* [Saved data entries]
==========
//! End-to-end flows through the domain service.
//!
//! These tests drive ClinicService against a real in-memory database, the
//! way the client layer does.

use clinica_core::db::Database;
use clinica_core::service::{ClinicService, ServiceError};
use clinica_core::{AppointmentStatus, NewAppointment, NewMedication, NewPatient, NewTreatment};

fn ana_ruiz() -> NewPatient {
    let mut payload = NewPatient::new("Ana".into(), "Ruiz".into(), "1985-07-01".into());
    payload.telefono = Some("555-0101".into());
    payload.tipo_sangre = Some("O+".into());
    payload
}

fn gripe_treatment() -> NewTreatment {
    let mut payload =
        NewTreatment::new("Gripe".into(), "Paracetamol".into(), "500mg".into());
    payload.fecha_inicio = Some("2024-06-01".into());
    payload
}

fn appointment_at(fecha: &str, hora: &str, estatus: &str) -> NewAppointment {
    let mut payload = NewAppointment::new(fecha.into(), hora.into(), "Consulta".into());
    payload.estatus = AppointmentStatus::from(estatus.to_string());
    payload
}

#[test]
fn test_capture_flow_then_diagnosis_search() {
    let db = Database::open_in_memory().unwrap();
    let service = ClinicService::new(&db);

    let patient = service.create_patient(&ana_ruiz()).unwrap();
    service
        .create_treatment(patient.id_paciente, &gripe_treatment())
        .unwrap();
    service
        .create_medication(
            patient.id_paciente,
            &NewMedication::new("Paracetamol".into(), "500mg".into(), "cada 8 horas".into()),
        )
        .unwrap();

    // Case-insensitive diagnosis search finds the flu treatment.
    let hits = service.get_treatments_by_diagnosis("gripe").unwrap();
    assert_eq!(hits.len(), 1);
    assert_eq!(hits[0].id_paciente, patient.id_paciente);
    assert_eq!(hits[0].diagnostico, "Gripe");

    assert!(service.get_treatments_by_diagnosis("diabetes").unwrap().is_empty());

    let details = service.get_patient_details(patient.id_paciente).unwrap();
    assert_eq!(details.paciente.full_name(), "Ana Ruiz");
    assert_eq!(details.tratamientos.len(), 1);
    assert_eq!(details.medicamentos.len(), 1);
    assert!(details.citas.is_empty());
}

#[test]
fn test_child_records_against_missing_patient_write_nothing() {
    let db = Database::open_in_memory().unwrap();
    let service = ClinicService::new(&db);

    let err = service
        .create_treatment(999_999, &gripe_treatment())
        .unwrap_err();
    assert!(matches!(err, ServiceError::UnknownPatient { id: 999_999 }));

    let err = service
        .create_appointment(999_999, &appointment_at("2024-06-10", "10:00", "Programada"))
        .unwrap_err();
    assert!(matches!(err, ServiceError::UnknownPatient { id: 999_999 }));

    let err = service
        .create_medication(
            999_999,
            &NewMedication::new("Ibuprofeno".into(), "400mg".into(), "cada 12 horas".into()),
        )
        .unwrap_err();
    assert!(matches!(err, ServiceError::UnknownPatient { id: 999_999 }));

    // Nothing may have been written for the phantom parent.
    assert!(service.get_treatments_by_diagnosis("").unwrap().is_empty());
    assert!(service.get_appointments_by_date("2024-06-10").unwrap().is_empty());
    assert!(service.get_medications_by_patient(999_999).unwrap().is_empty());
}

#[test]
fn test_unknown_patient_is_distinct_from_not_found() {
    let db = Database::open_in_memory().unwrap();
    let service = ClinicService::new(&db);

    // Bad parent reference on create.
    let err = service.create_treatment(42, &gripe_treatment()).unwrap_err();
    assert!(matches!(err, ServiceError::UnknownPatient { id: 42 }));

    // Bad target id on update.
    let err = service.update_treatment(42, &gripe_treatment()).unwrap_err();
    assert!(matches!(
        err,
        ServiceError::NotFound {
            entity: "tratamiento",
            id: 42
        }
    ));
}

#[test]
fn test_cancelled_appointment_count() {
    let db = Database::open_in_memory().unwrap();
    let service = ClinicService::new(&db);
    let patient = service.create_patient(&ana_ruiz()).unwrap();

    service
        .create_appointment(
            patient.id_paciente,
            &appointment_at("2024-06-10", "09:00", "Programada"),
        )
        .unwrap();
    service
        .create_appointment(
            patient.id_paciente,
            &appointment_at("2024-06-11", "10:30", "Confirmada"),
        )
        .unwrap();
    // Canonicalized on the way in regardless of case.
    service
        .create_appointment(
            patient.id_paciente,
            &appointment_at("2024-06-12", "11:00", "CANCELADA"),
        )
        .unwrap();

    assert_eq!(service.count_cancelled_appointments().unwrap(), 1);
}

#[test]
fn test_cancelling_via_update_is_counted() {
    let db = Database::open_in_memory().unwrap();
    let service = ClinicService::new(&db);
    let patient = service.create_patient(&ana_ruiz()).unwrap();

    let cita = service
        .create_appointment(
            patient.id_paciente,
            &appointment_at("2024-06-10", "09:00", "Programada"),
        )
        .unwrap();
    assert_eq!(service.count_cancelled_appointments().unwrap(), 0);

    let updated = service
        .update_appointment(
            cita.id_cita,
            &appointment_at("2024-06-10", "09:00", "Cancelada"),
        )
        .unwrap();
    assert!(updated.estatus.is_cancelled());
    assert_eq!(service.count_cancelled_appointments().unwrap(), 1);
}

#[test]
fn test_delete_patient_cascades_to_dependents() {
    let db = Database::open_in_memory().unwrap();
    let service = ClinicService::new(&db);

    let ana = service.create_patient(&ana_ruiz()).unwrap();
    let otro = service
        .create_patient(&NewPatient::new(
            "Luis".into(),
            "Mora".into(),
            "1970-02-02".into(),
        ))
        .unwrap();

    for patient_id in [ana.id_paciente, otro.id_paciente] {
        service
            .create_appointment(
                patient_id,
                &appointment_at("2024-06-10", "09:00", "Programada"),
            )
            .unwrap();
        service.create_treatment(patient_id, &gripe_treatment()).unwrap();
        service
            .create_medication(
                patient_id,
                &NewMedication::new("Paracetamol".into(), "500mg".into(), "cada 8 horas".into()),
            )
            .unwrap();
    }

    service.delete_patient(ana.id_paciente).unwrap();

    let err = service.get_patient(ana.id_paciente).unwrap_err();
    assert!(matches!(err, ServiceError::NotFound { entity: "paciente", .. }));
    assert!(service.get_appointments_by_patient(ana.id_paciente).unwrap().is_empty());
    assert!(service.get_treatments_by_patient(ana.id_paciente).unwrap().is_empty());
    assert!(service.get_medications_by_patient(ana.id_paciente).unwrap().is_empty());

    // The other patient's graph is untouched.
    let details = service.get_patient_details(otro.id_paciente).unwrap();
    assert_eq!(details.citas.len(), 1);
    assert_eq!(details.tratamientos.len(), 1);
    assert_eq!(details.medicamentos.len(), 1);
}

#[test]
fn test_appointments_by_date_across_patients() {
    let db = Database::open_in_memory().unwrap();
    let service = ClinicService::new(&db);

    let ana = service.create_patient(&ana_ruiz()).unwrap();
    let luis = service
        .create_patient(&NewPatient::new(
            "Luis".into(),
            "Mora".into(),
            "1970-02-02".into(),
        ))
        .unwrap();

    service
        .create_appointment(
            luis.id_paciente,
            &appointment_at("2024-06-10", "12:30", "Programada"),
        )
        .unwrap();
    service
        .create_appointment(
            ana.id_paciente,
            &appointment_at("2024-06-10", "08:15", "Programada"),
        )
        .unwrap();
    service
        .create_appointment(
            ana.id_paciente,
            &appointment_at("2024-06-11", "08:15", "Programada"),
        )
        .unwrap();

    let agenda = service.get_appointments_by_date("2024-06-10").unwrap();
    assert_eq!(agenda.len(), 2);
    // Day view sorts by time, regardless of owner.
    assert_eq!(agenda[0].hora, "08:15");
    assert_eq!(agenda[0].id_paciente, ana.id_paciente);
    assert_eq!(agenda[1].hora, "12:30");
    assert_eq!(agenda[1].id_paciente, luis.id_paciente);
}

#[test]
fn test_blood_type_lookup_is_exact() {
    let db = Database::open_in_memory().unwrap();
    let service = ClinicService::new(&db);

    let mut positive = ana_ruiz();
    positive.tipo_sangre = Some("O+".into());
    service.create_patient(&positive).unwrap();

    let mut lowercase = NewPatient::new("Luis".into(), "Mora".into(), "1970-02-02".into());
    lowercase.tipo_sangre = Some("o+".into());
    service.create_patient(&lowercase).unwrap();

    let mut negative = NewPatient::new("Eva".into(), "León".into(), "1992-11-30".into());
    negative.tipo_sangre = Some("O-".into());
    service.create_patient(&negative).unwrap();

    let hits = service.get_patients_by_blood_type("O+").unwrap();
    assert_eq!(hits.len(), 1);
    assert_eq!(hits[0].nombre, "Ana");
}

#[test]
fn test_validation_failures_never_reach_storage() {
    let db = Database::open_in_memory().unwrap();
    let service = ClinicService::new(&db);
    let patient = service.create_patient(&ana_ruiz()).unwrap();

    let mut bad_date = gripe_treatment();
    bad_date.fecha_inicio = Some("junio 2024".into());
    let err = service
        .create_treatment(patient.id_paciente, &bad_date)
        .unwrap_err();
    assert!(matches!(err, ServiceError::Validation(ref v) if v.field == "fecha_inicio"));

    let mut bad_time = appointment_at("2024-06-10", "25:99", "Programada");
    bad_time.motivo = "Consulta".into();
    let err = service
        .create_appointment(patient.id_paciente, &bad_time)
        .unwrap_err();
    assert!(matches!(err, ServiceError::Validation(ref v) if v.field == "hora"));

    assert!(service.get_treatments_by_patient(patient.id_paciente).unwrap().is_empty());
    assert!(service.get_appointments_by_patient(patient.id_paciente).unwrap().is_empty());
}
==========
* [What needs to be done] Whenever a line of the data above holds the word "horas", it counts once; report the total number of such lines and nothing more.

* [Task output] 3